La enfermedad celíaca del adulto es un proceso muy
frecuente, con una prevalencia media en torno al 1%.
Sus manifestaciones clínicas son muy variadas,
predominando las formas subclínicas y asintomáticas. Los
pacientes acuden a diversos especialistas médicos, en
función de cuáles sean sus síntomas predominantes,
frecuentemente extra-digestivos. Presenta una elevada
asociación con diversas enfermedades autoinmunes.
Todas estas características la diferencian de las formas
infantiles, que son predominantemente digestivas y con
escasos o ausentes procesos autoinmunes asociados.

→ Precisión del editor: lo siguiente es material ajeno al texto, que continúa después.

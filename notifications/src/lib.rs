pub mod config;
pub mod email;
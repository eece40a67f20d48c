pub mod contacts;
mod health_check;

use actix_web::web;

pub fn config(cfg: &mut web::ServiceConfig) {
    cfg.configure(health_check::init_routes)
        .configure(contacts::init_routes);
}
mod layout;

use anyhow::Context;
use async_trait::async_trait;
use entities::contacts::Contact;
use serde::Deserialize;
use std::path::PathBuf;
use use_cases::contacts::document::RenderedDocument;
use use_cases::contacts::DocumentRenderer;
use uuid::Uuid;

#[derive(Debug, Deserialize, Clone)]
pub struct DocumentSettings {
    /// Where transient PDFs are written while a request uses them.
    pub directory: PathBuf,
}

pub struct PdfRenderer {
    directory: PathBuf,
}

impl PdfRenderer {
    pub async fn new(settings: &DocumentSettings) -> anyhow::Result<Self> {
        tokio::fs::create_dir_all(&settings.directory)
            .await
            .with_context(|| {
                format!(
                    "Failed to create document directory {}",
                    settings.directory.display()
                )
            })?;
        Ok(Self {
            directory: settings.directory.clone(),
        })
    }
}

#[async_trait]
impl DocumentRenderer for PdfRenderer {
    #[tracing::instrument(err, skip(self, contact), fields(contact_id = %contact.id), level = "info")]
    async fn render(&self, contact: &Contact) -> anyhow::Result<RenderedDocument> {
        let owned = contact.clone();
        let bytes = tokio::task::spawn_blocking(move || layout::render(&owned))
            .await
            .context("PDF rendering task failed")??;

        // Every render gets its own file so concurrent requests never share one.
        let path = self
            .directory
            .join(format!("contact_{}_{}.pdf", contact.id, Uuid::new_v4()));
        let document = RenderedDocument::new(path);
        tokio::fs::write(document.path(), bytes)
            .await
            .with_context(|| format!("Failed to write {}", document.path().display()))?;

        Ok(document)
    }
}

#[cfg(test)]
mod tests {
    use super::{DocumentSettings, PdfRenderer};
    use chrono::Utc;
    use entities::contacts::{Contact, ContactId, NewContact};
    use serde_json::json;
    use use_cases::contacts::DocumentRenderer;

    fn contact() -> Contact {
        let new_contact = NewContact::try_from(json!({
            "name": "Ada",
            "email": "ada@example.com",
            "message": "I would like to know more about the analytical engine."
        }))
        .unwrap();
        Contact::new(ContactId::generate(), new_contact, Utc::now())
    }

    async fn renderer() -> PdfRenderer {
        let directory = std::env::temp_dir().join(format!("renderer-{}", uuid::Uuid::new_v4()));
        PdfRenderer::new(&DocumentSettings { directory })
            .await
            .unwrap()
    }

    #[tokio::test]
    async fn test_that_a_pdf_is_written_and_removed_after_use() {
        let renderer = renderer().await;

        let document = renderer.render(&contact()).await.unwrap();
        let path = document.path().to_path_buf();
        let bytes = document.read().await.unwrap();

        assert!(bytes.starts_with(b"%PDF"));
        drop(document);
        assert!(!path.exists());
    }

    #[tokio::test]
    async fn test_that_each_render_gets_a_fresh_file() {
        let renderer = renderer().await;
        let contact = contact();

        let first = renderer.render(&contact).await.unwrap();
        let second = renderer.render(&contact).await.unwrap();

        assert_ne!(first.path(), second.path());
        assert!(first.path().starts_with(&renderer.directory));
    }
}
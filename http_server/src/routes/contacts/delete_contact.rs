use crate::errors::ApiError;
use crate::use_case_app_container::UseCaseAppContainer;
use actix_web::{web, HttpResponse};
use serde_json::json;

#[tracing::instrument(err, skip(app), level = "info")]
pub(super) async fn delete_contact(
    id: web::Path<String>,
    app: web::Data<UseCaseAppContainer>,
) -> Result<HttpResponse, ApiError> {
    app.get_client()
        .delete_contact()
        .delete(&id)
        .await
        .map_err(ApiError::masked)?;

    Ok(HttpResponse::Ok().json(json!({ "message": "Contact deleted successfully" })))
}
use secrecy::Secret;
use serde::Deserialize;
use serde_aux::field_attributes::deserialize_number_from_string;

#[derive(Debug, Deserialize, Clone)]
pub struct EmailConfig {
    pub host: String,
    #[serde(deserialize_with = "deserialize_number_from_string")]
    pub port: u16,
    pub username: String,
    pub password: Secret<String>,
    /// Sender mailbox, e.g. `Contact Form <no-reply@example.com>`.
    pub from: String,
    /// Inbox that receives every submission.
    pub recipient: String,
    #[serde(default)]
    pub starttls: bool,
}
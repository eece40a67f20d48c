pub mod configuration;
pub mod non_empty_string;
pub mod tracing;
use std::io::{ErrorKind, Read};

use bytes::BytesMut;
use tracing::trace;

use crate::codec::{decode_frame, FrameConfig};
use crate::error::{FrameError, Result};
use crate::message::RpcMessage;

const INITIAL_BUFFER_CAPACITY: usize = 8 * 1024;
const READ_CHUNK_SIZE: usize = 8 * 1024;

/// Reads complete framed messages from any `Read` stream.
///
/// Handles partial reads internally — callers always get complete,
/// classified messages.
pub struct MessageReader<T> {
    inner: T,
    buf: BytesMut,
    config: FrameConfig,
}

impl<T: Read> MessageReader<T> {
    /// Create a new message reader with default configuration.
    pub fn new(inner: T) -> Self {
        Self::with_config(inner, FrameConfig::default())
    }

    /// Create a new message reader with explicit configuration.
    pub fn with_config(inner: T, config: FrameConfig) -> Self {
        Self {
            inner,
            buf: BytesMut::with_capacity(INITIAL_BUFFER_CAPACITY),
            config,
        }
    }

    /// Read the next complete message (blocking).
    ///
    /// Returns `Err(FrameError::ConnectionClosed)` when EOF is reached.
    pub fn read_message(&mut self) -> Result<RpcMessage> {
        loop {
            if let Some(payload) = decode_frame(&mut self.buf, self.config.max_payload_size)? {
                trace!(len = payload.len(), "message decoded");
                return RpcMessage::from_payload(payload);
            }

            let mut chunk = [0u8; READ_CHUNK_SIZE];
            let read = match self.inner.read(&mut chunk) {
                Ok(n) => n,
                Err(err) if err.kind() == ErrorKind::Interrupted => continue,
                Err(err) => return Err(FrameError::Io(err)),
            };

            if read == 0 {
                return Err(FrameError::ConnectionClosed);
            }

            self.buf.extend_from_slice(&chunk[..read]);
        }
    }

    /// Borrow the underlying stream.
    pub fn get_ref(&self) -> &T {
        &self.inner
    }

    /// Consume the reader and return the inner stream.
    pub fn into_inner(self) -> T {
        self.inner
    }

    /// Current reader configuration.
    pub fn config(&self) -> &FrameConfig {
        &self.config
    }
}
mod exit;
mod logging;

use std::io;
use std::path::PathBuf;
use std::sync::Arc;

use clap::Parser;
use tracing::{error, info};

use sqlrelay_host::{
    spawn_worker, Endpoint, LaunchConfig, RelaySession, Role, ShutdownTrigger,
    LifecycleCoordinator, SpawnedWorker,
};

/// Protocol version announced at startup.
const HOST_PROTOCOL_VERSION: &str = "1.0";

#[derive(Parser, Debug)]
#[command(
    name = "sqlrelay",
    version,
    about = "Stdio JSON-RPC relay host for the SQL tools service"
)]
struct Cli {
    /// Enable diagnostic logging to a file.
    #[arg(long)]
    enable_logging: bool,

    /// Directory for diagnostic log files.
    #[arg(long, value_name = "PATH")]
    log_dir: Option<PathBuf>,

    /// Path to the backend worker executable.
    #[arg(long, value_name = "PATH")]
    mssqltools_exec: Option<PathBuf>,

    /// Locale the service runs under.
    #[arg(long, value_name = "TAG")]
    locale: Option<String>,
}

impl Cli {
    /// Launch configuration for the worker. The logging and locale flags
    /// are forwarded to the worker; the executable path itself never is.
    fn launch_config(&self) -> LaunchConfig {
        let mut args = Vec::new();
        if self.enable_logging {
            args.push("--enable-logging".to_string());
        }
        if let Some(dir) = &self.log_dir {
            args.push("--log-dir".to_string());
            args.push(dir.display().to_string());
        }
        if let Some(locale) = &self.locale {
            args.push("--locale".to_string());
            args.push(locale.clone());
        }

        LaunchConfig::new(self.mssqltools_exec.clone().unwrap_or_default())
            .with_args(args)
            .with_logging(self.enable_logging, self.log_dir.clone())
            .with_locale(self.locale.clone())
    }
}

fn main() {
    // Bad flags never fail startup: usage goes to stdout and the process
    // exits cleanly, same as -h/--help.
    let cli = match Cli::try_parse() {
        Ok(cli) => cli,
        Err(err) => {
            println!("{}", err.render());
            std::process::exit(exit::SUCCESS);
        }
    };

    match run(cli) {
        Ok(()) => std::process::exit(exit::SUCCESS),
        Err(err) => {
            error!(error = %err, "relay host failed");
            eprintln!("error: {err}");
            std::process::exit(exit::FAILURE);
        }
    }
}

fn run(cli: Cli) -> Result<(), Box<dyn std::error::Error>> {
    let log_path = logging::init_logging(cli.enable_logging, cli.log_dir.as_deref())?;
    info!(
        version = env!("CARGO_PKG_VERSION"),
        protocol = HOST_PROTOCOL_VERSION,
        log_file = ?log_path,
        locale = ?cli.locale,
        "sql tools relay starting"
    );

    let SpawnedWorker {
        endpoint: downstream,
        exit: worker_exit,
    } = spawn_worker(&cli.launch_config())?;
    let upstream = Endpoint::from_stream(io::stdin(), io::stdout(), Role::UpstreamClient);

    let coordinator = LifecycleCoordinator::new();
    coordinator.registry().register_initialize(Arc::new(|_| {
        info!("client initialize received");
        Ok(())
    }));
    coordinator.registry().register_shutdown(Arc::new(|trigger| {
        info!(via_message = trigger.is_some(), "relay shutting down");
        Ok(())
    }));

    let session = RelaySession::new(upstream, downstream, coordinator);

    {
        let session = session.clone();
        ctrlc::set_handler(move || session.initiate_shutdown(ShutdownTrigger::Signal))?;
    }
    {
        let session = session.clone();
        worker_exit.watch(move |code| {
            session.initiate_shutdown(ShutdownTrigger::WorkerExit(code));
        });
    }

    session.run()?;
    info!("sql tools relay stopped");
    Ok(())
}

Presenta, por lo general, un pronóstico excelente, con
una buena respuesta a la dieta sin gluten, que debe ser
mantenida de forma estricta, de por vida,
proporcionando un control eficaz y permanente de la
sintomatología digestiva y procesos asociados.
1. INTRODUCCIÓN.
La enfermedad celíaca que originalmente, se pensaba, aparecía sólo raramente en la
infancia, se conoce actualmente como una enfermedad relativamente frecuente que
se puede diagnosticar a cualquier edad. Hasta un 20% de pacientes se diagnostican
por encima de los 60 años. El amplio rango de sus manifestaciones clínicas hace que
los pacientes que la presentan puedan consultar con una amplia variedad de especialistas,
tales como médicos gastroenterólogos, endocrinólogos, reumatólogos, hematólogos,
cardiólogos, otorrinolaringólogos, neurólogos, ginecólogos, dermatólogos, psicólogos, psiquiatras y dentistas, además de los pediatras.
Sus características fundamentales incluyen una predisposición genética relacionada
con la presencia de unos marcadores específicos ligados a ciertos antígenos HLA de
clase II (DQ2 y DQ8) y su desencadenamiento por un factor ambiental omnipresente
en la alimentación como es el gluten, una proteína contenida en la harina procedente
de diversos cereales, fundamentalmente el trigo. Su fracción soluble en alcohol, la
gliadina, ha sido ampliamente estudiada, pero la mayor parte, si no todas las proteínas
derivadas del gluten, son tóxicas para los pacientes celíacos.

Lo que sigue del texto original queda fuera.